> _ASSIGNED TASK_:
Each line below with the word "must" needs to be copied.

> _DATA FOR PROCESSING_:
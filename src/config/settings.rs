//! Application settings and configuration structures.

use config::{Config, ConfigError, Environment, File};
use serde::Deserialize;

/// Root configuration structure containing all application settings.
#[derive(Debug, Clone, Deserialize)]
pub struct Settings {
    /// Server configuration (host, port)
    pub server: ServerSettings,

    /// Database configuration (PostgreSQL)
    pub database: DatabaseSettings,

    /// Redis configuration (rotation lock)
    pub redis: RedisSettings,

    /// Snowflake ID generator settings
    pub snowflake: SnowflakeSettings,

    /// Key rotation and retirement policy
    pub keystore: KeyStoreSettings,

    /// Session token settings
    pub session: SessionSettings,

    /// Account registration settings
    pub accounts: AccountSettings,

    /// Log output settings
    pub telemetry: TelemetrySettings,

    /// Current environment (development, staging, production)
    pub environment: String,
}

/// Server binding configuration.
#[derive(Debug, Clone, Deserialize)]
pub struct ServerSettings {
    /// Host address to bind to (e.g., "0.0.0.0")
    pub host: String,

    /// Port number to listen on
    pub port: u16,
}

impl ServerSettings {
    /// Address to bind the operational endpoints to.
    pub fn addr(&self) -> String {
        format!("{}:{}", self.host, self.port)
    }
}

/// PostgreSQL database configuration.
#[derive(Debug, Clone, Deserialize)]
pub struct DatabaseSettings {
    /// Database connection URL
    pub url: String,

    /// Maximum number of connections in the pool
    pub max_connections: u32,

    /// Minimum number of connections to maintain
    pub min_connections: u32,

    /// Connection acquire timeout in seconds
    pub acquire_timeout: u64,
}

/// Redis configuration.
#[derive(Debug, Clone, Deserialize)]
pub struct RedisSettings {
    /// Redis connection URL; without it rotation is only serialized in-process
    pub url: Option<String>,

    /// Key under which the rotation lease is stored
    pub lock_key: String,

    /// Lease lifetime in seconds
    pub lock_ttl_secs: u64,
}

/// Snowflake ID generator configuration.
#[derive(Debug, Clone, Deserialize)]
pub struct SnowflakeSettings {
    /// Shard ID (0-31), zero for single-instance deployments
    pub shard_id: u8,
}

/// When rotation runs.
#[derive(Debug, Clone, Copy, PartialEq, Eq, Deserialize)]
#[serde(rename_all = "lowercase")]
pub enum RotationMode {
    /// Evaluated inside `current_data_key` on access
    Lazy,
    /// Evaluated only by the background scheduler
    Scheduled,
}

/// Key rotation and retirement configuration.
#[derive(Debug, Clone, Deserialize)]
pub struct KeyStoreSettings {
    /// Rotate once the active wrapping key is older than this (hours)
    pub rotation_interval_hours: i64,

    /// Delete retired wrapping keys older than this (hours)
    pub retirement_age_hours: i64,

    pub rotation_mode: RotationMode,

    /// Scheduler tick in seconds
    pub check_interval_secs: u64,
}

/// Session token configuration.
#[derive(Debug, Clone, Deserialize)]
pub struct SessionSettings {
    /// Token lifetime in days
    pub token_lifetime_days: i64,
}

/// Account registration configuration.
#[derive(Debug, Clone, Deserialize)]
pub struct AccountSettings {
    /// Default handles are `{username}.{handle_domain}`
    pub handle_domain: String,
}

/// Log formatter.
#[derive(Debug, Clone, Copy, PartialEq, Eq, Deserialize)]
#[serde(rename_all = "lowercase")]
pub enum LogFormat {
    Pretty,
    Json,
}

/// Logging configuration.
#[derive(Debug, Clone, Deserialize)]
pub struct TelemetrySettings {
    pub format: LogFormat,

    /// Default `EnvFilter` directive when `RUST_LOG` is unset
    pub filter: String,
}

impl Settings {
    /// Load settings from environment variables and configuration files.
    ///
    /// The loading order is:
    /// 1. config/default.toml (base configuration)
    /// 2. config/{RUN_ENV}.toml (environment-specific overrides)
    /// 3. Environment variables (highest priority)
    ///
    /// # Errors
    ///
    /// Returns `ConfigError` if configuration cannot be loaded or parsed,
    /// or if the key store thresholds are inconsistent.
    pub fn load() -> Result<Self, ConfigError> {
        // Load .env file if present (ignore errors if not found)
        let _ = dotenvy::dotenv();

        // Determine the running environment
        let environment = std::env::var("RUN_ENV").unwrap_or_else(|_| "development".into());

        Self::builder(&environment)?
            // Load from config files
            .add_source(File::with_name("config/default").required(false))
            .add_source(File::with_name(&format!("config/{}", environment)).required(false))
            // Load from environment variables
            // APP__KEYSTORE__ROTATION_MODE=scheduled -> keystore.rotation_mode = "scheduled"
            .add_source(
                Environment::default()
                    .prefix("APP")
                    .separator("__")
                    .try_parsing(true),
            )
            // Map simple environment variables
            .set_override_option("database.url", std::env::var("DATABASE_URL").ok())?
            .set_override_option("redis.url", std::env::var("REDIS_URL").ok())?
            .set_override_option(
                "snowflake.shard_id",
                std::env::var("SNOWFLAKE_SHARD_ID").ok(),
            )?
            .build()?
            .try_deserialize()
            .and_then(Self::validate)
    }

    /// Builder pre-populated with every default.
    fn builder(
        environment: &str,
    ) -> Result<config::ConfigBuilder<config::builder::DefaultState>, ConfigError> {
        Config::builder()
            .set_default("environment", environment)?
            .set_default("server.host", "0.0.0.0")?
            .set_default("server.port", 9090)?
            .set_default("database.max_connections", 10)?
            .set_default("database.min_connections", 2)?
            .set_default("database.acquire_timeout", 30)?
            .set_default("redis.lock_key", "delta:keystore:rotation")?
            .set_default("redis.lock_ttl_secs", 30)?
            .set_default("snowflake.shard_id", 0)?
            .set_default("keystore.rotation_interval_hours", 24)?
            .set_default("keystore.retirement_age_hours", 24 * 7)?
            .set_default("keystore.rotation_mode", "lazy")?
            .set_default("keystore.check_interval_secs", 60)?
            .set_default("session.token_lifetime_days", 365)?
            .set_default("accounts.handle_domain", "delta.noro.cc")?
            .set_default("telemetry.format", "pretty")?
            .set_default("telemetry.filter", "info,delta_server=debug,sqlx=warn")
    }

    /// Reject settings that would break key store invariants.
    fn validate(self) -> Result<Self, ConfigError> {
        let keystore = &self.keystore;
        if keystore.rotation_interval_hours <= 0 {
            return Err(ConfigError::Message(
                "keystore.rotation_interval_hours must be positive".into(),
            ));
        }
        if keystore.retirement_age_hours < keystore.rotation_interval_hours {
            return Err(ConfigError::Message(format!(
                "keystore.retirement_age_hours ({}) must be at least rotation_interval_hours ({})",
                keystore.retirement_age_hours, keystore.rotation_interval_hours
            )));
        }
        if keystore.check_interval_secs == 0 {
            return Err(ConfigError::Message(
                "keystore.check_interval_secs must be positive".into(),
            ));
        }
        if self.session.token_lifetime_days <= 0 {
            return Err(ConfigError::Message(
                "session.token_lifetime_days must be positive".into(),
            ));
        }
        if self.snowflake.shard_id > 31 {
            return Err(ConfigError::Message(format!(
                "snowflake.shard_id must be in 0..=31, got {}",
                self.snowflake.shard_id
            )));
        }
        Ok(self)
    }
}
--
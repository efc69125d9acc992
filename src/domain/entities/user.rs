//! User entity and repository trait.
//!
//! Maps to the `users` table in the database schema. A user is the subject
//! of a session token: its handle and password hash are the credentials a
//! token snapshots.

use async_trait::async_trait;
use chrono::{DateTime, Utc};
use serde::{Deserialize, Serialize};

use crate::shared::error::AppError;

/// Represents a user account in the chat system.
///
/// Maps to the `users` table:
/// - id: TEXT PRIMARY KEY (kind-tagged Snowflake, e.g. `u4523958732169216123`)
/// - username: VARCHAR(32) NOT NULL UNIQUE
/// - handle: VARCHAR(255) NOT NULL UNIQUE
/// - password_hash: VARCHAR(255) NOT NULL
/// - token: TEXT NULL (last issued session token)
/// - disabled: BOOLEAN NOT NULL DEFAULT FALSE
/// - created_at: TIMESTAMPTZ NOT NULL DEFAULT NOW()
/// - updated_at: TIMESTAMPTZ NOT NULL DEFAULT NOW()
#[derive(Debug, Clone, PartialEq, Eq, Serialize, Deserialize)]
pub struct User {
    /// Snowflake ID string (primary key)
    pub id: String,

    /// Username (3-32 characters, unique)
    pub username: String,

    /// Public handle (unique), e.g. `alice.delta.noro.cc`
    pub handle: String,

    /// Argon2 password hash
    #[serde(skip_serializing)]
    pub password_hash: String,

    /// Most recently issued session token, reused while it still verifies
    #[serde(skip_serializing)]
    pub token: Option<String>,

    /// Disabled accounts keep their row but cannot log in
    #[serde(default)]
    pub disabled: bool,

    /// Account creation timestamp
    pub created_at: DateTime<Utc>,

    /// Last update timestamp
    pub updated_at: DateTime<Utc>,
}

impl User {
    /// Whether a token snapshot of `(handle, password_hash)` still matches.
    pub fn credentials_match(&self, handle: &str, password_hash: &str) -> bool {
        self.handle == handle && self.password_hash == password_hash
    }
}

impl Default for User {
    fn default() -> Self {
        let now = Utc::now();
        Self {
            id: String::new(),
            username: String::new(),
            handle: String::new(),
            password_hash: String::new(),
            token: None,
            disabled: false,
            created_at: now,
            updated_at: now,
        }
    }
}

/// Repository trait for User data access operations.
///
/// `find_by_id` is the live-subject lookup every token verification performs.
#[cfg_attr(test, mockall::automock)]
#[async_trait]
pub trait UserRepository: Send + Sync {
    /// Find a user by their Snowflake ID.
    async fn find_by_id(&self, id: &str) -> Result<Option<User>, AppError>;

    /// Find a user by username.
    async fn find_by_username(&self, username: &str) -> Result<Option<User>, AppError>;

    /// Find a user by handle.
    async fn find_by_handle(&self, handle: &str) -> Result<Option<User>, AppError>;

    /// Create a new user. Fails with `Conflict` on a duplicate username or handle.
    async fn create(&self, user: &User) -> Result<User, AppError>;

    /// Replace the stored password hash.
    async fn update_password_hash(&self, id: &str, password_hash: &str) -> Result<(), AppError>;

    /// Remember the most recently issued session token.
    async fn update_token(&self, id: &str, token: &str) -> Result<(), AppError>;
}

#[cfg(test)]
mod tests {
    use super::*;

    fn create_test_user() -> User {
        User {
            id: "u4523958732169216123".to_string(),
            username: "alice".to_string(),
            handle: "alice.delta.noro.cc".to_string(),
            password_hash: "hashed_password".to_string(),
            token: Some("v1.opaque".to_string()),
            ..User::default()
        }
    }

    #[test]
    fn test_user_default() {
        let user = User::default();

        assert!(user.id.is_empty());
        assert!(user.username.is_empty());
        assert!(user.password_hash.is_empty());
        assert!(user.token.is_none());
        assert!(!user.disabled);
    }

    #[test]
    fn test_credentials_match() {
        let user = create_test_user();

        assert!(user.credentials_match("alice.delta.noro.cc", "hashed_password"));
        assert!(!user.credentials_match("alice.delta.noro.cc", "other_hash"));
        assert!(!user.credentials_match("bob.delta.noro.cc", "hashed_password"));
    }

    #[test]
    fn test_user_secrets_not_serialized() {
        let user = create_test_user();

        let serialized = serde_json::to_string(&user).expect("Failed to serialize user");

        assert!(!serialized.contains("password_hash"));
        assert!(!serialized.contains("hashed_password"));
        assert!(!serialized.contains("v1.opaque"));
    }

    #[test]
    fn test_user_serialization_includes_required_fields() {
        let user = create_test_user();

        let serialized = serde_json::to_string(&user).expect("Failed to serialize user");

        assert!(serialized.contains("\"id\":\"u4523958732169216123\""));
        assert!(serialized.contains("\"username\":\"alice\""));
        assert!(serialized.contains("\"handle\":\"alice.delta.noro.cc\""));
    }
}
==
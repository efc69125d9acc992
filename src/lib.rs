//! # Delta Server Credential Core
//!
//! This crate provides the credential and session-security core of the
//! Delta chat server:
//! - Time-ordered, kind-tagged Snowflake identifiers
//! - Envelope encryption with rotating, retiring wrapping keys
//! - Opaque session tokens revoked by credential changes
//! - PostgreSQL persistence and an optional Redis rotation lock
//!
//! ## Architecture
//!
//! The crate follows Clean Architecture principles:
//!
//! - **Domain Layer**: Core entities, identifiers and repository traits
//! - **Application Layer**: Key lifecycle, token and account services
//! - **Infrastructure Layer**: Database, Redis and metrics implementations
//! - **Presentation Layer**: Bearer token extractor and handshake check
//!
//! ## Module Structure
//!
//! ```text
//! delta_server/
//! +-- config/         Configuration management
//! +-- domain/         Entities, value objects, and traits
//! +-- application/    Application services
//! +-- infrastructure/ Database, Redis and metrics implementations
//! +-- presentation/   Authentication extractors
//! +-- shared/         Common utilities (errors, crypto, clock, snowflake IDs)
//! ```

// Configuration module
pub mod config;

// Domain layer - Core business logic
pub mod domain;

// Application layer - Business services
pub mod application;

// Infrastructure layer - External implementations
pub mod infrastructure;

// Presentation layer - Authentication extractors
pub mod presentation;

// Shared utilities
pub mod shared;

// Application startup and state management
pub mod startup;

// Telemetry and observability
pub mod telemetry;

> _ANSWER SECTION_:
                "keystore.rotation_interval_hours must be positive".into(),
                "keystore.retirement_age_hours ({}) must be at least rotation_interval_hours ({})",
                "keystore.check_interval_secs must be positive".into(),
                "session.token_lifetime_days must be positive".into(),
                "snowflake.shard_id must be in 0..=31, got {}",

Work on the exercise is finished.